Thoughts: As a millennial living in the western world, I know I have a pretty great quality of life. That being said, our generation is facing some challenges that weren’t shared by those who came before us in terms of financial stability. Not only are we increasingly priced out of buying property (which is an especially important asset to have in retirement), we’re also working in a progressively casualised workforce.
In Australia, 25 per cent of the country’s labour force are now casual workers – up from 13 per cent in 1980. This means a quarter of our working population don’t have a set roster they can organise their social lives around, and they also have no paid leave entitlements.
As this article points out, this issue isn’t just exclusive to millennials. Those working in senior positions (who are likely to be of an older generation) are also working longer hours than decades past, making the once traditional ‘9-5’ workday a thing of the past.

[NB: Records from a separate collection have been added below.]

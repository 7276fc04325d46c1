//! Storage buffers: upload, allocation and staged readback.

use wgpu::util::DeviceExt;

use crate::error::{KernelError, Result};

use super::device_init::WgpuContext;

const STORAGE: wgpu::BufferUsages = wgpu::BufferUsages::STORAGE
    .union(wgpu::BufferUsages::COPY_SRC)
    .union(wgpu::BufferUsages::COPY_DST);

pub struct WgpuBuffer {
    pub(crate) buffer: wgpu::Buffer,
    byte_size: usize,
}

impl WgpuBuffer {
    pub fn from_bytes(ctx: &WgpuContext, bytes: &[u8]) -> Result<Self> {
        ctx.ensure_alive()?;
        if bytes.is_empty() {
            return Err(KernelError::execution("cannot upload an empty buffer"));
        }
        let buffer = super::scoped(&ctx.device, || {
            ctx.device
                .create_buffer_init(&wgpu::util::BufferInitDescriptor {
                    label: Some("kernelfall_input"),
                    contents: bytes,
                    usage: STORAGE,
                })
        })
        .map_err(|e| KernelError::execution(format!("upload of {} byte(s) failed: {e}", bytes.len())))?;
        log::trace!("uploaded {} byte(s)", bytes.len());
        Ok(WgpuBuffer {
            buffer,
            byte_size: bytes.len(),
        })
    }

    /// Zero-initialised storage buffer.
    pub fn allocate(ctx: &WgpuContext, byte_size: usize) -> Result<Self> {
        ctx.ensure_alive()?;
        if byte_size == 0 {
            return Err(KernelError::execution("cannot allocate an empty buffer"));
        }
        let buffer = super::scoped(&ctx.device, || {
            ctx.device.create_buffer(&wgpu::BufferDescriptor {
                label: Some("kernelfall_result"),
                size: byte_size as u64,
                usage: STORAGE,
                mapped_at_creation: false,
            })
        })
        .map_err(|e| KernelError::execution(format!("allocation of {byte_size} byte(s) failed: {e}")))?;
        Ok(WgpuBuffer { buffer, byte_size })
    }

    /// Copy the first `byte_size` bytes into a mappable buffer and read them.
    pub fn read_to_vec(&self, ctx: &WgpuContext, byte_size: usize) -> Result<Vec<u8>> {
        ctx.ensure_alive()?;
        let len = byte_size.min(self.byte_size) as u64;
        let staging = ctx.device.create_buffer(&wgpu::BufferDescriptor {
            label: Some("kernelfall_staging"),
            size: len,
            usage: wgpu::BufferUsages::MAP_READ | wgpu::BufferUsages::COPY_DST,
            mapped_at_creation: false,
        });
        let mut encoder = ctx
            .device
            .create_command_encoder(&wgpu::CommandEncoderDescriptor {
                label: Some("kernelfall_readback"),
            });
        encoder.copy_buffer_to_buffer(&self.buffer, 0, &staging, 0, len);
        ctx.queue.submit(std::iter::once(encoder.finish()));

        let slice = staging.slice(..);
        let (tx, rx) = std::sync::mpsc::channel();
        slice.map_async(wgpu::MapMode::Read, move |mapped| {
            let _ = tx.send(mapped);
        });
        ctx.device.poll(wgpu::Maintain::Wait);

        let mapped = rx
            .recv()
            .map_err(|_| KernelError::execution("readback was never signalled"))?;
        mapped.map_err(|e| KernelError::execution(format!("readback failed: {e}")))?;
        let bytes = slice.get_mapped_range().to_vec();
        staging.unmap();
        ctx.ensure_alive()?;
        Ok(bytes)
    }

    pub fn byte_size(&self) -> usize {
        self.byte_size
    }
}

This article talks about how the causalised workforce is impacting Americans ability to have healthy social lives and meaningful family time that is organised in advance.
Edited excerpt:
Whereas we once shared the same temporal rhythms—five days on, two days off, federal holidays, thank-God-it’s-Fridays—our weeks are now shaped by the unpredictable dictates of our employers. Nearly a fifth of Americans hold jobs with nonstandard or variable hours. They may work seasonally, on rotating shifts, or in the gig economy driving for Uber or delivering for Postmates. Meanwhile, more people on the upper end of the pay scale are working long hours. Combine the people who have unpredictable workweeks with those who have prolonged ones, and you get a good third of the American labor force…
…When so many people have long or unreliable work hours, or worse, long and unreliable work hours, the effects ripple far and wide. Families pay the steepest price. Erratic hours can push parents—usually mothers—out of the labor force. A body of research suggests that children whose parents work odd or long hours are more likely to evince behavioral or cognitive problems, or be obese. Even parents who can afford nannies or extended day care are hard-pressed to provide thoughtful attention to their kids when work keeps them at their desks well past the dinner hour.
LISTENING
Podcast: Lie, Cheat & Steal
This podcast is for people like me who have a constant need for scammer content.

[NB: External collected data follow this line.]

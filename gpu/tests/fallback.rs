use kernelfall_gpu::{
    Arg, Backend, ExecutionMode, Expr, FaultPlan, FunctionBody, Gpu, KernelBody, KernelConfig,
    KernelError, SoftwareDevice,
};

fn doubled() -> KernelBody {
    KernelBody::build(|k| {
        let a = k.param("a");
        let x = k.thread_x();
        k.ret(a.at([x]) * 2.0);
    })
}

fn input() -> Vec<Arg> {
    vec![vec![1.0f32, 2.0, 3.0, 4.0].into()]
}

fn config(mode: ExecutionMode) -> KernelConfig {
    KernelConfig::new().dimensions(vec![4]).mode(mode)
}

fn faulty(faults: FaultPlan) -> (Gpu, SoftwareDevice) {
    kernelfall_gpu::logging::init_test();
    let device = SoftwareDevice::new();
    device.set_faults(faults);
    (Gpu::builder().software(device.clone()).build(), device)
}

#[test]
fn test_compile_fault_is_fatal_in_gpu_mode() {
    let (gpu, _) = faulty(FaultPlan {
        compile: true,
        ..FaultPlan::default()
    });
    let err = gpu.compile(doubled(), &config(ExecutionMode::Gpu)).unwrap_err();
    assert!(matches!(err, KernelError::CompilationFailed(_)));
}

#[test]
fn test_compile_fault_falls_back_in_auto_mode() {
    let (gpu, device) = faulty(FaultPlan {
        compile: true,
        ..FaultPlan::default()
    });
    let kernel = gpu.compile(doubled(), &config(ExecutionMode::Auto)).unwrap();
    assert_eq!(kernel.backend(), Backend::Cpu);
    assert_eq!(kernel.run(&input()).unwrap().to_vec(), vec![2.0, 4.0, 6.0, 8.0]);
    assert_eq!(device.programs_built(), 0);
    assert_eq!(gpu.cache_stats().failures, 1);
}

#[test]
fn test_lost_context_during_run() {
    let (gpu, device) = faulty(FaultPlan::default());
    let auto = gpu.compile(doubled(), &config(ExecutionMode::Auto)).unwrap();
    let forced = gpu.compile(doubled(), &config(ExecutionMode::Gpu)).unwrap();
    assert_eq!(auto.backend(), Backend::Gpu);
    assert_eq!(device.programs_built(), 1);

    device.lose_context();
    assert_eq!(auto.run(&input()).unwrap().to_vec(), vec![2.0, 4.0, 6.0, 8.0]);
    assert_eq!(auto.backend(), Backend::Cpu);

    let err = forced.run(&input()).unwrap_err();
    assert!(matches!(err, KernelError::ExecutionFailed(_)));
    assert_eq!(forced.backend(), Backend::Gpu);

    device.restore_context();
    assert_eq!(forced.run(&input()).unwrap().to_vec(), vec![2.0, 4.0, 6.0, 8.0]);
    assert_eq!(auto.backend(), Backend::Cpu);

    // the restored context is tried again on the next call
    let dispatches = device.dispatch_count();
    assert_eq!(auto.run(&input()).unwrap().to_vec(), vec![2.0, 4.0, 6.0, 8.0]);
    assert_eq!(auto.backend(), Backend::Gpu);
    assert_eq!(device.dispatch_count(), dispatches + 1);
}

#[test]
fn test_readback_fault_falls_back() {
    let (gpu, device) = faulty(FaultPlan::default());
    let kernel = gpu.compile(doubled(), &config(ExecutionMode::Auto)).unwrap();
    device.set_faults(FaultPlan {
        readback: true,
        ..FaultPlan::default()
    });
    assert_eq!(kernel.run(&input()).unwrap().to_vec(), vec![2.0, 4.0, 6.0, 8.0]);
    assert_eq!(kernel.backend(), Backend::Cpu);
}

#[test]
fn test_bad_arguments_never_fall_back() {
    let (gpu, _) = faulty(FaultPlan::default());
    let kernel = gpu.compile(doubled(), &config(ExecutionMode::Auto)).unwrap();
    let err = kernel.run(&[Arg::Scalar(3.0)]).unwrap_err();
    assert!(matches!(err, KernelError::InvalidArgument(_)));
    assert_eq!(kernel.backend(), Backend::Gpu);
}

#[test]
fn test_native_function_runs_on_cpu() {
    let (gpu, device) = faulty(FaultPlan::default());
    gpu.add_function(
        "triple",
        FunctionBody::native(1, |args: &[f64]| args[0] * 3.0),
        None,
        None,
    )
    .unwrap();
    let body = KernelBody::build(|k| {
        let a = k.param("a");
        let x = k.thread_x();
        k.ret(Expr::call("triple", vec![a.at([x])]));
    });

    let err = gpu.compile(body.clone(), &config(ExecutionMode::Gpu)).unwrap_err();
    assert!(matches!(err, KernelError::CompilationFailed(_)));

    let kernel = gpu.compile(body, &config(ExecutionMode::Auto)).unwrap();
    assert_eq!(kernel.backend(), Backend::Cpu);
    assert_eq!(kernel.run(&input()).unwrap().to_vec(), vec![3.0, 6.0, 9.0, 12.0]);
    assert_eq!(device.programs_built(), 0);
}

#[test]
fn test_redefined_helper_moves_kernel_back_to_gpu() {
    let (gpu, device) = faulty(FaultPlan::default());
    gpu.add_function(
        "triple",
        FunctionBody::native(1, |args: &[f64]| args[0] * 3.0),
        None,
        None,
    )
    .unwrap();
    let body = KernelBody::build(|k| {
        let a = k.param("a");
        let x = k.thread_x();
        k.ret(Expr::call("triple", vec![a.at([x])]));
    });
    let kernel = gpu.compile(body, &config(ExecutionMode::Auto)).unwrap();
    assert_eq!(kernel.backend(), Backend::Cpu);
    assert_eq!(kernel.run(&input()).unwrap().to_vec(), vec![3.0, 6.0, 9.0, 12.0]);
    assert_eq!(device.programs_built(), 0);

    let triple = KernelBody::build(|k| {
        let v = k.param("v");
        k.ret(v * 3.0);
    });
    gpu.add_function("triple", triple, None, None).unwrap();
    assert_eq!(kernel.run(&input()).unwrap().to_vec(), vec![3.0, 6.0, 9.0, 12.0]);
    assert_eq!(kernel.backend(), Backend::Gpu);
    assert_eq!(device.programs_built(), 1);
}

#[test]
fn test_unchanged_failure_is_not_retried() {
    let (gpu, device) = faulty(FaultPlan {
        compile: true,
        ..FaultPlan::default()
    });
    let kernel = gpu.compile(doubled(), &config(ExecutionMode::Auto)).unwrap();
    device.set_faults(FaultPlan::default());
    for _ in 0..3 {
        assert_eq!(kernel.run(&input()).unwrap().to_vec(), vec![2.0, 4.0, 6.0, 8.0]);
    }
    assert_eq!(kernel.backend(), Backend::Cpu);
    assert_eq!(device.programs_built(), 0);
    assert_eq!(gpu.cache_stats().failures, 1);
}

#[test]
fn test_unknown_function_reports_on_cpu() {
    let (gpu, _) = faulty(FaultPlan::default());
    let body = KernelBody::build(|k| {
        let x = k.thread_x();
        k.ret(Expr::call("missing", vec![x]));
    });
    let kernel = gpu.compile(body, &config(ExecutionMode::Auto)).unwrap();
    assert_eq!(kernel.backend(), Backend::Cpu);
    let err = kernel.run(&[]).unwrap_err();
    assert!(matches!(err, KernelError::Interpreter(_)));
}

#[test]
fn test_forced_gpu_without_device() {
    let gpu = Gpu::cpu_only();
    let err = gpu.compile(doubled(), &config(ExecutionMode::Gpu)).unwrap_err();
    assert!(matches!(err, KernelError::CompilationFailed(_)));

    let kernel = gpu.compile(doubled(), &config(ExecutionMode::Auto)).unwrap();
    assert_eq!(kernel.backend(), Backend::Cpu);
}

The show’s most recently released episodes are about the (debatable) scam that was Caroline Calloway’s internet famous creative workshops. Listen for hilariously insightful takes by hosts Pat Sirois and Kath Barbadaro.
Side note: I tweeted about this recently, but why isn’t there more podcast content about cancer scammer Belle Gibson? That woman’s story is crying out for a 10-part series.
WATCHING
TV: Modern Love (Amazon Prime)
This new show features eight standalone episodes, each detailing a different love story originally told in The New York Times’ Modern Love column. (You can find all the columns the show is based on here).
I have been so excited to watch this, and so far (I’ve watched five episodes) I’ve not been disappointed. I’ve read some reviews saying it’s too corny and sickly sweet, but I happen to love that about it. The casting is excellent, the stories are beautiful, and it’s wonderfully executed.
The standout episodes for me are When Cupid is a Prying Journalist (featuring the real-life love story of the CEO of Hinge), and Take Me As I Am, Whoever I Am (with Anne Hathaway’s portrayal of a woman with bipolar).
TV: Fleabag, season two
You probably don’t need someone else to tell you this, but season two of Fleabag is very good.